August 19, 2010:
In this area of north-west England the Common Darter (Sympetrum striolatum) is quite frequent, especially in the lowland areas, but the confusingly-similar Ruddy Darter (Sympetrum sanguineum) appears much more scarce. The Ruddys have moved into the county in fairly recent times and are slowly spreading northwards through Cumbria.
The males of both species are red and quite similar to each other and so also are the yellowish females. Fortunately, both species perch readily and allow a close view to be obtained.
The male Ruddy Darter especially, is perhaps most easily distinguished from the Common Darter (Sympetrum striolatum) in having jet black legs (yellow-striped in the Common), by the presence of a conspicuous black line running down the sides of the frons (absent in the Common), having deep red eyes and frons, a blood-red (not orange-red) more waisted abdomen and a rufus thorax.
[Ruddy Darter, male, both above: the completely black legs, the dark line running down the side of the frons and the deep red eyes and abdomen, can be seen]
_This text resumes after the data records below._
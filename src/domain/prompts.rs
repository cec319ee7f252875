//! Prompt and completion methods
//!
//! No prompts are served. Listing is empty, lookups fail as unknown prompts, and
//! completion requests validate and return no suggestions.

use rust_mcp_sdk::schema::{
    CompleteRequestParams, CompleteRequestRef, GetPromptRequestParams, PaginatedRequestParams,
};
use serde_json::{json, Map, Value};
use tracing::debug;

use crate::domain::parse_params;
use crate::errors::AppError;

pub fn handle_prompts_list(params: Map<String, Value>) -> Result<Value, AppError> {
    let _page: PaginatedRequestParams = parse_params(params)?;
    Ok(json!({ "prompts": [] }))
}

pub fn handle_prompts_get(params: Map<String, Value>) -> Result<Value, AppError> {
    let request: GetPromptRequestParams = parse_params(params)?;
    Err(AppError::bad_request(
        "unknown_prompt",
        format!("no prompt named `{}`", request.name),
    ))
}

pub fn handle_completion_complete(params: Map<String, Value>) -> Result<Value, AppError> {
    let request: CompleteRequestParams = parse_params(params)?;
    match &request.ref_ {
        CompleteRequestRef::PromptReference(prompt) => {
            debug!(prompt = %prompt.name, argument = %request.argument.name, "completion requested")
        }
        CompleteRequestRef::ResourceTemplateReference(template) => {
            debug!(uri = %template.uri, argument = %request.argument.name, "completion requested")
        }
    }

    Ok(json!({
        "completion": {
            "values": [],
            "total": 0,
            "hasMore": false
        }
    }))
}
[Common Darter, male, both above: the yellow-striped legs, the absence of a dark line running down the side of the frons, the paler more brown eyes and the orange-red abdomen, can be seen]
Ruddy Darters appear to favour sheltered vegetation near choked ditches and pools where the males will perch and often return to the same place if disturbed. Ruddys are also noticeably smaller than Common Darters and are more prone to hover. The Common Darter has a tendency to rest on artificial surfaces as well as on vegetation but this doesn't seem to occur anything like so much with the Ruddy Darter.
Thanks are due to Allen Holmes for helpful discussion on some taxonomic points.